▸ TASK GOAL
Copy the lines below verbatim. Begin with the first and end with the line containing "use tracing::warn;".

▸ Collected data
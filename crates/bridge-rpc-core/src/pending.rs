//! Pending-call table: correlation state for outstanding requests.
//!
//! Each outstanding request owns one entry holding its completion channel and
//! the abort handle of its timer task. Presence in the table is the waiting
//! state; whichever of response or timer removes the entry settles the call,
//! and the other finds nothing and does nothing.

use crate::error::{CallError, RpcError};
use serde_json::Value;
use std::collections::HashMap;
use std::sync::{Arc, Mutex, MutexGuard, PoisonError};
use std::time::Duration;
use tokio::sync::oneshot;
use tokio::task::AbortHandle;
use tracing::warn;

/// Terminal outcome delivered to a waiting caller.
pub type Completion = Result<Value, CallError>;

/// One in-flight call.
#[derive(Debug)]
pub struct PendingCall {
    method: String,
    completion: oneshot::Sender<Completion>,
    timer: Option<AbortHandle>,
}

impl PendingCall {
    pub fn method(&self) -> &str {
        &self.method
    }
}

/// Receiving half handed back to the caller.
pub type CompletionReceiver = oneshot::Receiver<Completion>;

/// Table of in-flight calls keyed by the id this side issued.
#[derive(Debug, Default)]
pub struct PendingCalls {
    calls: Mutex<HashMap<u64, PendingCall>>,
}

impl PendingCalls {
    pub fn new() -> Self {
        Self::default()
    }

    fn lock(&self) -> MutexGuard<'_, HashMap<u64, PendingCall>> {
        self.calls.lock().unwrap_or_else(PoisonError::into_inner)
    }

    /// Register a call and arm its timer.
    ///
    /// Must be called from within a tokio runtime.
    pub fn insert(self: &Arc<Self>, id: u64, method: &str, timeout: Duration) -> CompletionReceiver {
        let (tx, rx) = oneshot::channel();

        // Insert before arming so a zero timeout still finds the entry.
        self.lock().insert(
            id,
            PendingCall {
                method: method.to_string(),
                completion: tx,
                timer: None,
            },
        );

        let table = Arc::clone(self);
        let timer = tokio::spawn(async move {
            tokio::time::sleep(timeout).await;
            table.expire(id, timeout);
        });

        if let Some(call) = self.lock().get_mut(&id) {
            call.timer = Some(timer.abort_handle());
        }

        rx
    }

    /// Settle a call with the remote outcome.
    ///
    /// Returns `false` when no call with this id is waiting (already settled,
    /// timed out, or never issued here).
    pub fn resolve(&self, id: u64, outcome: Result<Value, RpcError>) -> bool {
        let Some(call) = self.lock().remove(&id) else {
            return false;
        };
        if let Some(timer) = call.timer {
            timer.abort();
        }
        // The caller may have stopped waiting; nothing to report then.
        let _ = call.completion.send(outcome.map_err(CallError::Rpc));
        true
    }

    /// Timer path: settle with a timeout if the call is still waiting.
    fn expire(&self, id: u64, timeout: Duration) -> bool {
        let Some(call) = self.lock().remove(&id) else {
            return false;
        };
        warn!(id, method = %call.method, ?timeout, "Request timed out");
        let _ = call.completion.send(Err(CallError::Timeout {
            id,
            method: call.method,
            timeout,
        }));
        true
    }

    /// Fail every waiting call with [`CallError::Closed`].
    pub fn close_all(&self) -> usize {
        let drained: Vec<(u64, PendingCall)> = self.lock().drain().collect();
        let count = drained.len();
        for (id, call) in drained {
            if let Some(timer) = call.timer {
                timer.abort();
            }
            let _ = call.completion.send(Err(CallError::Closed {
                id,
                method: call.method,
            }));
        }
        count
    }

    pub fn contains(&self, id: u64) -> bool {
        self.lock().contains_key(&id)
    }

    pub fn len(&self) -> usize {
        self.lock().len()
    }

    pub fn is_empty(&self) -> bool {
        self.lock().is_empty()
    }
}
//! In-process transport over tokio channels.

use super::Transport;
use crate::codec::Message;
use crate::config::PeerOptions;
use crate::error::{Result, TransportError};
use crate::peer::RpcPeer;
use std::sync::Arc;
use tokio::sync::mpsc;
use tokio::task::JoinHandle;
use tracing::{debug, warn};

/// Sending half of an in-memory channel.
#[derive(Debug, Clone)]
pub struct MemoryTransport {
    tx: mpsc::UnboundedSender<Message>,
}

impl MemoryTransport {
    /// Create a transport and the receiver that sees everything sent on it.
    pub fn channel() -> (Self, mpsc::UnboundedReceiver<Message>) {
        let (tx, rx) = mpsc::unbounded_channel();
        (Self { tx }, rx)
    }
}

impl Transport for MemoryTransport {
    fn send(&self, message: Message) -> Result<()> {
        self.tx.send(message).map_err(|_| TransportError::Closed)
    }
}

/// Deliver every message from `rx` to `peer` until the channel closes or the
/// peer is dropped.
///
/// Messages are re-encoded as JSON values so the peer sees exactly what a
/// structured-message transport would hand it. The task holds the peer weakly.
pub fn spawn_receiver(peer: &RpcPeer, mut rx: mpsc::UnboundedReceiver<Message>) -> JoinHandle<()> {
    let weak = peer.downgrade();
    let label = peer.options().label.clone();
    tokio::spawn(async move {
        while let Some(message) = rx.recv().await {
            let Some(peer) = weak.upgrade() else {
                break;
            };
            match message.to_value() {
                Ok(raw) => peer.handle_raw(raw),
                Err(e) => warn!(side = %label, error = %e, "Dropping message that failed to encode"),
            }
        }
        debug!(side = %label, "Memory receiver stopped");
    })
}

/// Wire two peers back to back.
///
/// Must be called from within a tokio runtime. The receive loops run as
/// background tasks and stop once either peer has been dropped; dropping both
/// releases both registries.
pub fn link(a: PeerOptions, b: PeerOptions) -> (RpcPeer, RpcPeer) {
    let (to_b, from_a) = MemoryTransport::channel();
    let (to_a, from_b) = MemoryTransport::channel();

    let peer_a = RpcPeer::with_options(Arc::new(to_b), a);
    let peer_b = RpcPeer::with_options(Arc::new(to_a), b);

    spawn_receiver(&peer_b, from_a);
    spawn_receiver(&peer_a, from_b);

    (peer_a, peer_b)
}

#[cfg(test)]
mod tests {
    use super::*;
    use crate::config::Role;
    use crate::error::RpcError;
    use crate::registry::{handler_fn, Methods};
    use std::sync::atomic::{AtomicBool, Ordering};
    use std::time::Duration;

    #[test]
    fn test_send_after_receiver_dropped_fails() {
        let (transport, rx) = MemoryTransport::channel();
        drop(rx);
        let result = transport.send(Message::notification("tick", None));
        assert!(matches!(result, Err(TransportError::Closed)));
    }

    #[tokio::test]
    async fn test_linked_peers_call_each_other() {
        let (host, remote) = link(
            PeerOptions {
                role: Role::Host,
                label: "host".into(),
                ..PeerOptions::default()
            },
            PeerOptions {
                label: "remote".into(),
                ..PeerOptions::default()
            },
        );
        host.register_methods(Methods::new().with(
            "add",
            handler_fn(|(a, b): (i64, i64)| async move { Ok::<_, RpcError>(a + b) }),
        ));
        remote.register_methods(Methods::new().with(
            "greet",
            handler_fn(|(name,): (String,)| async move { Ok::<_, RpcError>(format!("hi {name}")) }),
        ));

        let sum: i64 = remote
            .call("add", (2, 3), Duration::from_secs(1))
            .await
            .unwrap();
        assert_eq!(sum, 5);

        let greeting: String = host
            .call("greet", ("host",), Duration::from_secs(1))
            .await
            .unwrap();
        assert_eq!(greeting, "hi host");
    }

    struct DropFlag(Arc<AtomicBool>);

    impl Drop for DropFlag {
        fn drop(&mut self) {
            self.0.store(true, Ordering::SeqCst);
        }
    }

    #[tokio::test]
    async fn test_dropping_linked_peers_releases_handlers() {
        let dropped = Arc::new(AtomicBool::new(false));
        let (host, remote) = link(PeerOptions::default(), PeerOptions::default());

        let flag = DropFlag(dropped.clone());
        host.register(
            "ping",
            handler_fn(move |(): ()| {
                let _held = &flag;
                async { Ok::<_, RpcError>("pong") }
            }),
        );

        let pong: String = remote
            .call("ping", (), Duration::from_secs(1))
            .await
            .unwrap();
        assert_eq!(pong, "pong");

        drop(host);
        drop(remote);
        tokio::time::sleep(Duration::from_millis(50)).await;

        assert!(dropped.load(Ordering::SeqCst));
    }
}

▸ SOLUTION TO THE EXERCISE
filename crates/bridge-rpc-core/src/pending.rs
//! Pending-call table: correlation state for outstanding requests.
//!
//! Each outstanding request owns one entry holding its completion channel and
//! the abort handle of its timer task. Presence in the table is the waiting
//! state; whichever of response or timer removes the entry settles the call,
//! and the other finds nothing and does nothing.

use crate::error::{CallError, RpcError};
use serde_json::Value;
use std::collections::HashMap;
use std::sync::{Arc, Mutex, MutexGuard, PoisonError};
use std::time::Duration;
use tokio::sync::oneshot;
use tokio::task::AbortHandle;
use tracing::warn;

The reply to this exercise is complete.